All was not lost, however. I have made maps and plans and plans and maps, and came so close to giving up it's not even funny. But I knew you were depending on me, so I scrapped what I had (not) done and began again.
One thing I realized as I walked through my house looking at pile after pile upon stack after stack and piles on those stacks, was that Rome wasn't built in a day and neither was this Jungle. It had taken day after day of careful attention and stacking things just right to make all of this 'wonderful' stuff stick in place without tumbling down like the walls of Jericho. It was quite a work of art. It was something to be admired, if I do say so myself. In fact, speaking of art, I felt much like Mona Lisa. This was no smiling matter. The seriousness of my problem hit me like a ton of books!

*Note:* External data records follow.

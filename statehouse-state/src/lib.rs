//! Statehouse State Store
//!
//! This crate implements a filesystem-backed remote state store with an
//! advisory per-state lock, following the protocol an infrastructure-as-code
//! client speaks to an HTTP state backend.
//!
//! # Overview
//!
//! - **StateBackend**: the store contract (get, update, purge, lock, unlock)
//! - **LocalBackend**: a backend keeping blobs and lock files in a directory
//! - **LockInfo**: the lock descriptor exchanged with clients
//! - **StateId**: a validated state identifier
//!
//! Locking is cooperative. The lock ID presented by a client is both the
//! lock's name and its only credential, so any client able to replay an ID
//! can release or re-confirm that lock.
//!
//! # Example
//!
//! ```ignore
//! use statehouse_state::{create_backend, BackendConfig, StateId};
//!
//! let config = BackendConfig::new("local").with_attribute("path", "/var/lib/statehouse");
//! let backend = create_backend(&config)?;
//! backend.init().await?;
//!
//! let id = StateId::new("prod")?;
//!
//! // Acquire lock before modifying state
//! let lock = backend.lock(&id, br#"{"ID": "a"}"#).await?;
//!
//! backend.update(&id, &new_state).await?;
//!
//! // Release lock
//! backend.unlock(&id, br#"{"ID": "a"}"#).await?;
//! ```

pub mod backend;
pub mod backends;
pub mod lock;
pub mod state;

// Re-export main types for convenience
pub use backend::{BackendConfig, BackendError, BackendResult, StateBackend};
pub use backends::{LocalBackend, create_backend};
pub use lock::LockInfo;
pub use state::StateId;
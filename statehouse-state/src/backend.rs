//! State backend trait and error types

use std::collections::HashMap;

use async_trait::async_trait;
use thiserror::Error;

use crate::lock::LockInfo;
use crate::state::StateId;

/// Errors that can occur when interacting with a state backend
#[derive(Debug, Error)]
pub enum BackendError {
    /// No state blob exists for the identifier
    #[error("State not found: {0}")]
    NotFound(String),

    /// A lock descriptor could not be decoded
    #[error("Malformed input: {0}")]
    MalformedInput(String),

    /// The lock is held under a different ID than the one presented
    #[error(
        "State is locked by {} (lock ID: {}, operation: {}), requested lock ID: {}",
        .current.who,
        .current.id,
        .current.operation,
        .requested_id
    )]
    Conflict {
        current: Box<LockInfo>,
        requested_id: String,
    },

    /// The identifier cannot be used to name state files
    #[error("Invalid state identifier: {0}")]
    InvalidId(String),

    /// Filesystem read/write/delete failure
    #[error("I/O error: {0}")]
    Io(String),

    /// Serialization error
    #[error("Serialization error: {0}")]
    Serialization(String),

    /// The backend type is not supported
    #[error("Unsupported backend type: {0}")]
    UnsupportedBackend(String),

    /// Configuration error
    #[error("Backend configuration error: {0}")]
    Configuration(String),
}

impl BackendError {
    /// Create a Conflict error from the lock currently on disk
    pub fn conflict(current: &LockInfo, requested_id: impl Into<String>) -> Self {
        Self::Conflict {
            current: Box::new(current.clone()),
            requested_id: requested_id.into(),
        }
    }

    /// Create an unsupported backend error
    pub fn unsupported_backend(backend_type: impl Into<String>) -> Self {
        Self::UnsupportedBackend(backend_type.into())
    }

    /// Create a configuration error
    pub fn configuration(message: impl Into<String>) -> Self {
        Self::Configuration(message.into())
    }

    /// Whether this is an expected contention outcome rather than a failure
    pub fn is_conflict(&self) -> bool {
        matches!(self, Self::Conflict { .. })
    }

    /// HTTP-equivalent status a request layer should answer with
    pub fn status_code(&self) -> u16 {
        match self {
            Self::Conflict { .. } => 409,
            Self::NotFound(_) => 404,
            _ => 500,
        }
    }

    /// The lock currently on disk, for Conflict errors
    pub fn current_lock(&self) -> Option<&LockInfo> {
        match self {
            Self::Conflict { current, .. } => Some(current),
            _ => None,
        }
    }
}

/// Result type for backend operations
pub type BackendResult<T> = Result<T, BackendError>;

/// Trait for state storage backends
///
/// Every operation is keyed by a [`StateId`]. Locking is advisory: the store
/// compares lock IDs but never prevents a blob write from a caller that did
/// not take the lock.
#[async_trait]
pub trait StateBackend: Send + Sync {
    /// Read the stored state blob
    ///
    /// Fails with `NotFound` if nothing has been stored under `id`
    async fn get(&self, id: &StateId) -> BackendResult<Vec<u8>>;

    /// Replace the stored state blob
    async fn update(&self, id: &StateId, state: &[u8]) -> BackendResult<()>;

    /// Delete the stored state blob
    ///
    /// Succeeds if the blob does not exist
    async fn purge(&self, id: &StateId) -> BackendResult<()>;

    /// Acquire or re-confirm the lock using an encoded descriptor
    ///
    /// Returns the descriptor on disk. Presenting the ID of the current
    /// holder succeeds without modifying the lock; any other ID conflicts.
    async fn lock(&self, id: &StateId, descriptor: &[u8]) -> BackendResult<LockInfo>;

    /// Release the lock using an encoded descriptor
    ///
    /// Succeeds if no lock is held; conflicts if held under another ID
    async fn unlock(&self, id: &StateId, descriptor: &[u8]) -> BackendResult<()>;

    /// Read the current lock holder, if any
    async fn read_lock(&self, id: &StateId) -> BackendResult<Option<LockInfo>>;

    /// Release the lock by its bare lock ID
    ///
    /// This is an administrative operation that should be used with caution
    async fn force_unlock(&self, id: &StateId, lock_id: &str) -> BackendResult<()>;

    /// List identifiers that currently have a stored blob
    async fn list_states(&self) -> BackendResult<Vec<StateId>>;

    /// Initialize the backend (create the storage directory if needed, etc.)
    async fn init(&self) -> BackendResult<()>;
}

/// Configuration for a state backend
#[derive(Debug, Clone)]
pub struct BackendConfig {
    /// Backend type (currently only "local")
    pub backend_type: String,
    /// Backend-specific attributes
    pub attributes: HashMap<String, String>,
}

impl BackendConfig {
    /// Create a config for the given backend type with no attributes
    pub fn new(backend_type: impl Into<String>) -> Self {
        Self {
            backend_type: backend_type.into(),
            attributes: HashMap::new(),
        }
    }

    /// Set an attribute
    pub fn with_attribute(mut self, key: impl Into<String>, value: impl Into<String>) -> Self {
        self.attributes.insert(key.into(), value.into());
        self
    }

    /// Get a string attribute value
    pub fn get_string(&self, key: &str) -> Option<&str> {
        self.attributes.get(key).map(String::as_str)
    }

    /// Get a boolean attribute value
    ///
    /// Fails if the attribute is present but not "true" or "false"
    pub fn get_bool(&self, key: &str) -> BackendResult<Option<bool>> {
        match self.get_string(key) {
            None => Ok(None),
            Some("true") => Ok(Some(true)),
            Some("false") => Ok(Some(false)),
            Some(other) => Err(BackendError::configuration(format!(
                "Attribute '{}' must be true or false, got '{}'",
                key, other
            ))),
        }
    }

    /// Get a boolean attribute with a default value
    pub fn get_bool_or(&self, key: &str, default: bool) -> BackendResult<bool> {
        Ok(self.get_bool(key)?.unwrap_or(default))
    }
}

My problem seemed insurmountable. In fact, it was so depressing that I couldn't think about it for days. I shut it out of my mind. I wasn't able to accomplish even simple tasks. This was not going to work and I knew it. I struggled with it for sometime. I would give myself pep talks. I would put my hiking boots on and head into the jungle. I would work several hours and be encouraged by the progress I was making, then I would run out of time and have to clear the path back out of the jungle. I just had to stack everything back, although it was neater than before,and I did at least know what was there. There was only mild gratification in that.
This became the pattern of my progress. I still felt like the frog in the well, 1 step forward and 2 steps back.
My time has once again ran out. I must quit writing for the night, but I will be back. I promise!